Background: MicroRNA (miRNA) is reported to be closely related to a variety of pathophysiological processes for carcinoma and considered a potential biomarker for the diagnosis of lung cancer with brain metastasis. However, developing an accurate and sensitive miRNA detection method has proven to be a challenge. The aim of the present study was to integrate the advantages of rolling circle amplification (RCA), clustered regularly interspaced short palindromic repeats (CRISPR)/CRISPR-associated nucleases 9 (Cas9), and catalytic hairpin assembly (CHA) technologies to develop an miRNA detection method.
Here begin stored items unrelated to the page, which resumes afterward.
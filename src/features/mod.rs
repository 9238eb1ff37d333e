pub mod ai;
pub mod auth;
pub mod geocoding;
pub mod reports;
pub mod workers;
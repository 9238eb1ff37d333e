use serde::{Deserialize, Serialize};
use utoipa::{IntoParams, ToSchema};

use crate::shared::constants::{DEFAULT_PAGE_SIZE, MAX_PAGE_SIZE};

#[derive(Debug, Serialize, Deserialize, ToSchema)]
pub struct ApiResponse<T> {
    pub success: bool,
    pub data: Option<T>,
    pub message: Option<String>,
    pub meta: Option<Meta>,
    pub errors: Option<Vec<String>>,
}

#[derive(Debug, Serialize, Deserialize, ToSchema)]
pub struct Meta {
    pub total: i64,
}

// =============================================================================
// PAGINATION
// =============================================================================

/// Standard pagination query parameters for list endpoints.
#[derive(Debug, Clone, Deserialize, IntoParams)]
#[serde(rename_all = "camelCase")]
pub struct PaginationQuery {
    /// Page number (1-indexed, default: 1)
    #[serde(default = "default_page")]
    #[param(minimum = 1)]
    pub page: i64,

    /// Number of items per page (default: 20, max: 200)
    #[serde(default = "default_page_size")]
    #[param(minimum = 1, maximum = 200)]
    pub page_size: i64,
}

fn default_page() -> i64 {
    1
}

fn default_page_size() -> i64 {
    DEFAULT_PAGE_SIZE
}

impl Default for PaginationQuery {
    fn default() -> Self {
        Self {
            page: 1,
            page_size: DEFAULT_PAGE_SIZE,
        }
    }
}

impl PaginationQuery {
    /// Calculate SQL OFFSET from page number
    pub fn offset(&self) -> i64 {
        (self.page.max(1) - 1) * self.limit()
    }

    /// Get clamped page_size (respects MAX_PAGE_SIZE)
    pub fn limit(&self) -> i64 {
        self.page_size.clamp(1, MAX_PAGE_SIZE)
    }
}

impl<T> ApiResponse<T> {
    pub fn success(data: Option<T>, message: Option<String>, meta: Option<Meta>) -> Self {
        Self {
            success: true,
            data,
            message,
            meta,
            errors: None,
        }
    }

    pub fn error(message: Option<String>, errors: Option<Vec<String>>) -> ApiResponse<()> {
        ApiResponse {
            success: false,
            data: None,
            message,
            meta: None,
            errors,
        }
    }
}
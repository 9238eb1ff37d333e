mod report;
mod report_image;

pub use report::*;
pub use report_image::*;
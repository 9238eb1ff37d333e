mod worker_handler;

pub use worker_handler::*;
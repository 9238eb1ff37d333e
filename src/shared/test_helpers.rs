#[cfg(test)]
use crate::features::auth::model::{AuthenticatedUser, Role};

#[cfg(test)]
use axum::{extract::Request, middleware::Next, response::Response, Router};

#[cfg(test)]
use uuid::Uuid;

#[cfg(test)]
pub const TEST_WORKER_ID: Uuid = Uuid::from_u128(0x0192_0000_0000_7000_8000_0000_0000_0001);

#[cfg(test)]
pub fn create_authority_user() -> AuthenticatedUser {
    AuthenticatedUser {
        session_id: Uuid::nil(),
        role: Role::Authority,
        subject_id: "authority@city.gov".to_string(),
        display_name: "Municipal Authority".to_string(),
        expires_at: chrono::Utc::now() + chrono::Duration::hours(1),
    }
}

#[cfg(test)]
pub fn create_worker_user() -> AuthenticatedUser {
    AuthenticatedUser {
        session_id: Uuid::nil(),
        role: Role::Worker,
        subject_id: TEST_WORKER_ID.to_string(),
        display_name: "Test Worker".to_string(),
        expires_at: chrono::Utc::now() + chrono::Duration::hours(1),
    }
}

#[cfg(test)]
async fn inject_authority_middleware(mut request: Request, next: Next) -> Response {
    request.extensions_mut().insert(create_authority_user());
    next.run(request).await
}

#[cfg(test)]
async fn inject_worker_middleware(mut request: Request, next: Next) -> Response {
    request.extensions_mut().insert(create_worker_user());
    next.run(request).await
}

#[cfg(test)]
pub fn with_authority_auth(router: Router) -> Router {
    router.layer(axum::middleware::from_fn(inject_authority_middleware))
}

#[cfg(test)]
pub fn with_worker_auth(router: Router) -> Router {
    router.layer(axum::middleware::from_fn(inject_worker_middleware))
}
use crate::features::auth::handlers;
use crate::features::auth::services::SessionService;
use axum::{
    routing::{get, post},
    Router,
};
use std::sync::Arc;

/// Public auth routes (no authentication required)
pub fn public_routes(service: Arc<SessionService>) -> Router {
    Router::new()
        .route("/api/auth/login", post(handlers::login))
        .with_state(service)
}

/// Protected auth routes (require session authentication)
pub fn protected_routes(service: Arc<SessionService>) -> Router {
    Router::new()
        .route("/api/auth/logout", post(handlers::logout))
        .route("/api/auth/me", get(handlers::get_me))
        .with_state(service)
}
Methods: In the present study, we developed a novel approach for the sensitive and accurate detection of miRNA through integrating garland RCA and CRISPR/Cas9-assisted signal generation. In this method, target miRNA cyclized dumbbell padlock and triggered the RCA process to form long single-stranded DNA products with a repeated hairpin structure. Double-stranded DNA sequences (dsDNA) were formed with the addition of complementary sequences. With the assistance of the Cas9 enzyme for specific recognition and cleavage of formed dsDNA, RCA products were disassembled into hairpin probes. The generated hairpin probe could be unfolded by target miRNA to initiate the CHA process for signal generation. Results: Through integration of the RCA and CHA processes, the method demonstrated favorable detection performance. The correlation equation between the signal and concentration of target miRNA was determined to be Y=312.3*lgC + 2108, with a high correlation coefficient of 0.9786. The approach also exhibited high selectivity to the mismatched miRNAs. Conclusions: Our method could be used in the screening, diagnosis, and prognosis of multiple diseases without complicated thermal cycling instrumentation.